TASK OBJECTIVE: How many lines in the material below include the string "updates"? Only the number should be given.

......

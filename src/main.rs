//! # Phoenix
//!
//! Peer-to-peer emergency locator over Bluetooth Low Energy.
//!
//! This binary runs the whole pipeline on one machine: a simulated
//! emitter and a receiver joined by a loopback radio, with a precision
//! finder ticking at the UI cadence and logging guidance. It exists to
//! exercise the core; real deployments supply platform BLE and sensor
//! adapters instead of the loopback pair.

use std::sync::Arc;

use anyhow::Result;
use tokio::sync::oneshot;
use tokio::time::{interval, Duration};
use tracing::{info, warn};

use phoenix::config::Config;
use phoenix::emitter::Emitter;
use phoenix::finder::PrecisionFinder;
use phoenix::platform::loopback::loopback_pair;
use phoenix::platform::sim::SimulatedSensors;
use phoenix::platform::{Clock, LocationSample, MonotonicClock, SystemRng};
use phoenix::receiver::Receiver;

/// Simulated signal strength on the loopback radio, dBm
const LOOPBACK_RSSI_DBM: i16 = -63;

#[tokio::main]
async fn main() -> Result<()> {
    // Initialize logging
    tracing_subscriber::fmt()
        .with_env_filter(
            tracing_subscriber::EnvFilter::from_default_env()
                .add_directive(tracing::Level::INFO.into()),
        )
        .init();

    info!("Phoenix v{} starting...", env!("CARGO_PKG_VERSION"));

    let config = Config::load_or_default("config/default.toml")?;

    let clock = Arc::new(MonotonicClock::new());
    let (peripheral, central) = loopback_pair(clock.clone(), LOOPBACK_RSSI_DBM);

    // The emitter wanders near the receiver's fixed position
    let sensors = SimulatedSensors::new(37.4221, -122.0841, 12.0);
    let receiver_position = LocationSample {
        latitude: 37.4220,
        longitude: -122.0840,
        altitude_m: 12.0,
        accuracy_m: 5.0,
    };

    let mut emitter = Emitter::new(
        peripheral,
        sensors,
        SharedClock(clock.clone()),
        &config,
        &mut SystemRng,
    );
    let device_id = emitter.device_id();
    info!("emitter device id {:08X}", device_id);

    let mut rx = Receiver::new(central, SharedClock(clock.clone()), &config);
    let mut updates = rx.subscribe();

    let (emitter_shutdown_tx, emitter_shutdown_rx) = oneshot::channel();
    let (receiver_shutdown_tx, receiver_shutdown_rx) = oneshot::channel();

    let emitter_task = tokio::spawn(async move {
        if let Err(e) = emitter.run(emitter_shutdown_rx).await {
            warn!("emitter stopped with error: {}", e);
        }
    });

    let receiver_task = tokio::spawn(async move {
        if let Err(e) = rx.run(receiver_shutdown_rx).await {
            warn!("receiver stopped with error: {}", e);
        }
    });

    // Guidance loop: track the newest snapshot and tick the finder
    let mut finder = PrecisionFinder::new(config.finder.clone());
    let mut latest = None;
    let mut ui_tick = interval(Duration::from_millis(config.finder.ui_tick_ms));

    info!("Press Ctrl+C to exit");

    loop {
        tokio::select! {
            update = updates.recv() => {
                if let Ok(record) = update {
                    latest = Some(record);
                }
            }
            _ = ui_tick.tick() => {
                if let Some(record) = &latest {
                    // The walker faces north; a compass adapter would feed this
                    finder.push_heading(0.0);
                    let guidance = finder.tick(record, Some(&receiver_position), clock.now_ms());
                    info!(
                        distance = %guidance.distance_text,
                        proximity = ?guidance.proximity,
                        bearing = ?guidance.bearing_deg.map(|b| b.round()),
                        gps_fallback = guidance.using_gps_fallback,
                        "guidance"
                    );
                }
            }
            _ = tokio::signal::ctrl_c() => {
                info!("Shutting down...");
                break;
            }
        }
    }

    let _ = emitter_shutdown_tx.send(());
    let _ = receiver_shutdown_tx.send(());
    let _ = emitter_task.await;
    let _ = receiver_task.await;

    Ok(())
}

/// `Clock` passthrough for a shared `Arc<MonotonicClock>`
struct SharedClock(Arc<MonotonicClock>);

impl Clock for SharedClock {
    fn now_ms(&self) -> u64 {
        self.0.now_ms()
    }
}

......

RESULT BELOW: 2